Barzani made this move in part because he knew that the Peshmerga forces could not hold Kirkuk and did not want his PUK/PDK party to be blamed for losing the city. As well, he must have figured that placing a PUK party member in charge of the defense would ensure that PUK Peshmerga forces in Kirkuk would stand and fight even though their defeat was a virtual certainty.
But his principal reason for appointing Korast Rasuel over his son is that he had no confidence in Serwen’s ability to effectively direct Peshmerga in combat operations against the more capable and better-equipped Iraqi Army.
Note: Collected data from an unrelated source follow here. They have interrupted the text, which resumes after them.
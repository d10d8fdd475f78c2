//! List indicators command.

use anyhow::Result;
use trading_indicators::IndicatorRegistry;

pub async fn run() -> Result<()> {
    let registry = IndicatorRegistry::new();

    println!("Available Indicators");
    println!("═══════════════════════════════════════════════════════════");
    println!();

    for info in registry.list() {
        let plural = if info.arity == 1 { "" } else { "s" };
        println!("  {} ({} input{})", info.kind, info.arity, plural);
        println!("  ───────────────────────────────────────────────────────");
        println!("  {}", info.description);
        println!("  Defaults: {}", info.default_params);
        println!();
    }

    println!("Use `kind = \"<name>\"` under [[graph.indicators]] to add a node.");
    println!();
    println!("Indicator kinds: {}", registry.kinds().join(", "));

    Ok(())
}
//! CLI definitions.

pub mod commands;

use clap::{Parser, Subcommand, ValueEnum};
use std::path::PathBuf;

#[derive(Parser)]
#[command(name = "streams")]
#[command(author, version, about = "Streaming technical-indicator engine")]
pub struct Cli {
    /// Configuration file path
    #[arg(short, long, default_value = "config/default.toml")]
    pub config: PathBuf,

    /// Log level (defaults to the configured level)
    #[arg(short, long)]
    pub log_level: Option<LogLevel>,

    /// Enable JSON log format
    #[arg(long)]
    pub json_logs: bool,

    #[command(subcommand)]
    pub command: Commands,
}

#[derive(Clone, ValueEnum)]
pub enum LogLevel {
    Trace,
    Debug,
    Info,
    Warn,
    Error,
}

impl LogLevel {
    pub fn as_str(&self) -> &'static str {
        match self {
            LogLevel::Trace => "trace",
            LogLevel::Debug => "debug",
            LogLevel::Info => "info",
            LogLevel::Warn => "warn",
            LogLevel::Error => "error",
        }
    }
}

#[derive(Subcommand)]
pub enum Commands {
    /// Replay historical candles through the configured graph
    Replay(ReplayArgs),
    /// List available indicator kinds
    Indicators,
    /// Validate configuration and graph wiring
    ValidateConfig,
}

#[derive(clap::Args)]
pub struct ReplayArgs {
    /// Candle CSV feeding every configured source
    #[arg(long, conflicts_with = "feeds", required_unless_present = "feeds")]
    pub data: Option<PathBuf>,

    /// Candle CSV for a single source, as SOURCE=FILE (repeatable)
    #[arg(long = "feed", value_parser = parse_feed)]
    pub feeds: Vec<FeedArg>,

    /// Output format (text, json)
    #[arg(long, default_value = "text")]
    pub output: String,

    /// Channel capacity between feed readers and the graph
    #[arg(long, default_value = "1024")]
    pub buffer: usize,
}

/// One `--feed SOURCE=FILE` argument.
#[derive(Debug, Clone, PartialEq)]
pub struct FeedArg {
    pub source: String,
    pub path: PathBuf,
}

fn parse_feed(s: &str) -> Result<FeedArg, String> {
    match s.split_once('=') {
        Some((source, path)) if !source.is_empty() && !path.is_empty() => Ok(FeedArg {
            source: source.to_string(),
            path: PathBuf::from(path),
        }),
        _ => Err(format!("expected SOURCE=FILE, got '{}'", s)),
    }
}
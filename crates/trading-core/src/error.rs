//! Error types for the indicator engine.

use thiserror::Error;

use crate::types::NodeId;

/// Indicator calculation errors.
#[derive(Error, Debug, Clone, PartialEq)]
pub enum IndicatorError {
    /// A window or period that cannot describe a real indicator (e.g. zero).
    #[error("Invalid configuration: {0}")]
    InvalidConfiguration(String),

    /// A statistic was requested before enough samples arrived.
    #[error("Insufficient data: need {required} points, have {available}")]
    InsufficientData { required: usize, available: usize },

    /// NaN or infinite value, or one too large for running statistics.
    /// Rejected before any state is touched.
    #[error("Invalid sample: {value} cannot be used")]
    InvalidSample { value: f64 },

    /// A node's output was read before anything was emitted to it.
    #[error("Node '{node}' has not emitted a value yet")]
    UninitializedValue { node: String },
}

/// One node's failed recompute within a propagation pass.
#[derive(Error, Debug, Clone, PartialEq)]
#[error("{name} ({node}): {error}")]
pub struct NodeFailure {
    pub node: NodeId,
    pub name: String,
    pub error: IndicatorError,
}

/// Graph wiring and propagation errors.
#[derive(Error, Debug, Clone, PartialEq)]
pub enum GraphError {
    #[error("Unknown node: {0}")]
    UnknownNode(NodeId),

    #[error("Unknown node name: {0}")]
    UnknownName(String),

    #[error("Duplicate node name: {0}")]
    DuplicateName(String),

    #[error("Node '{0}' is a source and cannot be bound to an upstream")]
    NotDerived(String),

    #[error("Node '{node}' has {arity} input(s), port {port} is out of range")]
    PortOutOfRange {
        node: String,
        port: usize,
        arity: usize,
    },

    #[error("Input port {port} of node '{node}' is already bound")]
    PortAlreadyBound { node: String, port: usize },

    #[error("Binding '{upstream}' into '{downstream}' would create a cycle")]
    Cycle {
        upstream: String,
        downstream: String,
    },

    #[error(transparent)]
    Indicator(#[from] IndicatorError),

    #[error("{} node(s) failed during propagation: {}", failures.len(), format_failures(failures))]
    Propagation { failures: Vec<NodeFailure> },
}

fn format_failures(failures: &[NodeFailure]) -> String {
    failures
        .iter()
        .map(ToString::to_string)
        .collect::<Vec<_>>()
        .join("; ")
}

/// Data source errors.
#[derive(Error, Debug)]
pub enum DataError {
    #[error("No data available at {0}")]
    NoDataAvailable(String),

    #[error("Parse error: {0}")]
    ParseError(String),
}

#[cfg(test)]
mod tests {
    use super::*;

    #[test]
    fn test_propagation_message_lists_failures() {
        let err = GraphError::Propagation {
            failures: vec![NodeFailure {
                node: NodeId::new(3),
                name: "ratio".to_string(),
                error: IndicatorError::InvalidSample {
                    value: f64::INFINITY,
                },
            }],
        };

        let msg = err.to_string();
        assert!(msg.starts_with("1 node(s) failed"));
        assert!(msg.contains("ratio (#3)"));
    }

    #[test]
    fn test_indicator_error_converts() {
        let err: GraphError = IndicatorError::InsufficientData {
            required: 1,
            available: 0,
        }
        .into();
        assert!(matches!(err, GraphError::Indicator(_)));
        assert_eq!(err.to_string(), "Insufficient data: need 1 points, have 0");
    }
}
According to recent atmospherics out of Iraq, the Kurdish leadership in Erbil is blame the PUK for the loss of Kirkuk – just as Barzani thought they would.
The reality of the battle for Kirkuk is that the PUK members with close ties to Iran never wanted this fight; that they are, in fact, favorably disposed to the GOI, which is aligned closely with Iran. Three days before the Iraqi Army entered Kirkuk, the commander of Iran’s elite Quds Force, Major General Qasem Soleimani, visited the tomb of Jalal Talabani’s in Sulaymaniyah to pay his respects to the former Iraqi president. (Talabani, a Kurd, was Iraq’s first non-Arab president, serving from 2005 to 2014; he also served as president of the Governing Council of Iraq).
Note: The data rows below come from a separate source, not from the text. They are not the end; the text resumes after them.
//! Incremental technical indicators wired as a dataflow graph.
//!
//! This crate provides:
//! - [`WindowBuffer`]: bounded sliding window with O(1) mean/variance
//! - [`Graph`]: arena of streaming-value nodes with synchronous, depth-first
//!   propagation from sources to every dependent indicator
//! - Derived indicators (SMA, EMA, standard deviation, Bollinger bands,
//!   momentum, RSI, two-input spread/ratio)
//! - [`IndicatorRegistry`] and [`GraphSpec`] for building graphs from
//!   configuration
//!
//! ```
//! use trading_indicators::{Graph, StdDev};
//!
//! let mut graph = Graph::new();
//! let price = graph.add_source("price").unwrap();
//! let std_dev = graph.add_node("std2", StdDev::new(2).unwrap()).unwrap();
//! graph.bind(price, std_dev).unwrap();
//!
//! graph.emit(price, 10.0).unwrap();
//! graph.emit(price, 20.0).unwrap();
//! assert!((graph[std_dev] - 5.0).abs() < 1e-9);
//! ```

pub mod builder;
pub mod combinators;
pub mod graph;
pub mod momentum;
pub mod moving_average;
pub mod registry;
pub mod simd;
pub mod volatility;
pub mod window;

pub use builder::{BuiltGraph, GraphSpec, NodeSpec, SourceSpec};
pub use combinators::{Map, Ratio, Spread};
pub use graph::{Graph, SinkFn, Subscriber};
pub use momentum::{Momentum, RateOfChange, Rsi};
pub use moving_average::{Ema, Sma};
pub use registry::{IndicatorInfo, IndicatorRegistry};
pub use volatility::{BandSide, BollingerBand, StdDev, Variance, ZScore};
pub use window::WindowBuffer;
//! Volatility indicators.
//!
//! All of these push the incoming sample into a [`WindowBuffer`] and derive
//! their output from its running statistics, so each update is O(1). A
//! sample whose output would not be finite is rejected and leaves the
//! window untouched.

use serde::{Deserialize, Serialize};

use crate::window::WindowBuffer;
use trading_core::error::IndicatorError;
use trading_core::traits::StreamingIndicator;
use trading_core::types::ensure_finite;

/// Windowed population standard deviation.
///
/// A window holding a single sample reports `0.0`.
#[derive(Debug, Clone)]
pub struct StdDev {
    window: WindowBuffer,
}

impl StdDev {
    /// Create a new standard deviation indicator.
    pub fn new(window: usize) -> Result<Self, IndicatorError> {
        Ok(Self {
            window: WindowBuffer::new(window)?,
        })
    }

    pub fn window(&self) -> &WindowBuffer {
        &self.window
    }
}

impl StreamingIndicator for StdDev {
    fn update(&mut self, _port: usize, value: f64) -> Result<Option<f64>, IndicatorError> {
        self.window
            .push_then(value, |w| w.std_dev().and_then(ensure_finite))
            .map(Some)
    }

    fn reset(&mut self) {
        self.window.clear();
    }

    fn period(&self) -> usize {
        self.window.capacity()
    }

    fn name(&self) -> &str {
        "StdDev"
    }
}

/// Windowed population variance.
#[derive(Debug, Clone)]
pub struct Variance {
    window: WindowBuffer,
}

impl Variance {
    pub fn new(window: usize) -> Result<Self, IndicatorError> {
        Ok(Self {
            window: WindowBuffer::new(window)?,
        })
    }
}

impl StreamingIndicator for Variance {
    fn update(&mut self, _port: usize, value: f64) -> Result<Option<f64>, IndicatorError> {
        self.window
            .push_then(value, |w| w.variance().and_then(ensure_finite))
            .map(Some)
    }

    fn reset(&mut self) {
        self.window.clear();
    }

    fn period(&self) -> usize {
        self.window.capacity()
    }

    fn name(&self) -> &str {
        "Variance"
    }
}

/// Distance of the newest sample from the window mean, in standard deviations.
///
/// A flat window (zero deviation) reports `0.0`.
#[derive(Debug, Clone)]
pub struct ZScore {
    window: WindowBuffer,
}

impl ZScore {
    pub fn new(window: usize) -> Result<Self, IndicatorError> {
        Ok(Self {
            window: WindowBuffer::new(window)?,
        })
    }
}

impl StreamingIndicator for ZScore {
    fn update(&mut self, _port: usize, value: f64) -> Result<Option<f64>, IndicatorError> {
        self.window
            .push_then(value, |w| {
                let std_dev = w.std_dev()?;
                if std_dev == 0.0 {
                    return Ok(0.0);
                }
                ensure_finite((value - w.mean()?) / std_dev)
            })
            .map(Some)
    }

    fn reset(&mut self) {
        self.window.clear();
    }

    fn period(&self) -> usize {
        self.window.capacity()
    }

    fn name(&self) -> &str {
        "ZScore"
    }
}

/// Which Bollinger band a node tracks.
#[derive(Debug, Clone, Copy, PartialEq, Eq, Default, Serialize, Deserialize)]
#[serde(rename_all = "lowercase")]
pub enum BandSide {
    #[default]
    Upper,
    Lower,
}

/// One Bollinger band: `mean ± multiplier * std_dev` over the window.
#[derive(Debug, Clone)]
pub struct BollingerBand {
    window: WindowBuffer,
    multiplier: f64,
    side: BandSide,
}

impl BollingerBand {
    /// Create a band with the given window and std-dev multiplier.
    pub fn new(window: usize, multiplier: f64, side: BandSide) -> Result<Self, IndicatorError> {
        if !(multiplier.is_finite() && multiplier > 0.0) {
            return Err(IndicatorError::InvalidConfiguration(format!(
                "Std dev multiplier must be positive, got {}",
                multiplier
            )));
        }
        Ok(Self {
            window: WindowBuffer::new(window)?,
            multiplier,
            side,
        })
    }

    pub fn side(&self) -> BandSide {
        self.side
    }
}

impl StreamingIndicator for BollingerBand {
    fn update(&mut self, _port: usize, value: f64) -> Result<Option<f64>, IndicatorError> {
        let (multiplier, side) = (self.multiplier, self.side);
        self.window
            .push_then(value, |w| {
                let mean = w.mean()?;
                let offset = multiplier * w.std_dev()?;
                let band = match side {
                    BandSide::Upper => mean + offset,
                    BandSide::Lower => mean - offset,
                };
                ensure_finite(band)
            })
            .map(Some)
    }

    fn reset(&mut self) {
        self.window.clear();
    }

    fn period(&self) -> usize {
        self.window.capacity()
    }

    fn name(&self) -> &str {
        match self.side {
            BandSide::Upper => "BollingerUpper",
            BandSide::Lower => "BollingerLower",
        }
    }
}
Soleimani and his family members thus signaled the GOI that Iran would undertake to enforce a deal struck between the Iraqi Minister of Interior Quasim Al-Araji and Peshmerga forces in Kirkuk to avoid bloodshed and peaceably return all facilities in Kirkuk to the GOI.
The GOI’s ultimate goal, and the unstated military/political objective of the Iraqi Army, is to force the Kurds back behind their former border: the so-called “Blue Line,” established in 1991 and maintained through 2003, which ran south of Erbil from to Koshtabah and from Dohuk to the Dumez area, and from Sulaymaniyah to just north of the Cham Chamal.
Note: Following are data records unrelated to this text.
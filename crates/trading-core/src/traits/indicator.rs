//! Indicator trait definitions.

use crate::error::IndicatorError;

/// Recompute rule of a derived graph node.
///
/// An indicator owns whatever state it needs (usually a window buffer) and
/// turns each incoming sample into at most one new output value. The graph
/// calls [`update`](Self::update) once per upstream emission and, when it
/// returns `Some`, emits that value to the node's own subscribers.
///
/// Implementations must validate before mutating: a returned error leaves
/// the indicator exactly as it was before the call.
pub trait StreamingIndicator: Send {
    /// Number of upstream inputs the indicator consumes.
    fn arity(&self) -> usize {
        1
    }

    /// Feed a new sample arriving on input `port`.
    ///
    /// # Returns
    /// The new output, or `None` while the indicator is still warming up.
    fn update(&mut self, port: usize, value: f64) -> Result<Option<f64>, IndicatorError>;

    /// Reset the indicator state.
    fn reset(&mut self);

    /// Number of samples the indicator looks back over.
    fn period(&self) -> usize;

    /// Get the name of the indicator.
    fn name(&self) -> &str;
}
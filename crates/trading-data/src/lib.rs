//! Historical candle sources for replaying into the indicator graph.

mod csv_source;

pub use csv_source::CsvDataSource;

use std::path::Path;
use trading_core::error::DataError;
use trading_core::types::Bar;

/// Load bars from a CSV file.
pub fn load_csv(path: impl AsRef<Path>) -> Result<Vec<Bar>, DataError> {
    CsvDataSource::new(path)?.load_all()
}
With KRG now, or soon to be, a thing of the past, Iraqi president Haider Al-Abadi can now focus on restoring GOI authority in the south, in Amarah and Basra, where Shia tribal leaders have seized control of the region’s oilfields through corrupt networks and have otherwise resisted any attempts by the Iraqi Army to bring them to heel.
As we noted in our preceding post, the situation in Iraq is extremely fluid. By the time you read this, our account may have been overtaken by events. NEC-SE will in any case keep you informed of developments as, or soon after, they unfold. Keep checking back with us.
As the Iraqi Army moves forward, Kurds and other minorities in Kirkuk and the ANP have expressed fear that Turkmen paramilitaries and Iranian-aligned Hashd Al Shabi units will take bloody vengeance on them and anyone else whom supported or colluded with the KRG. The GOI is aware of the situation but, as yet, has done nothing to ease these fears.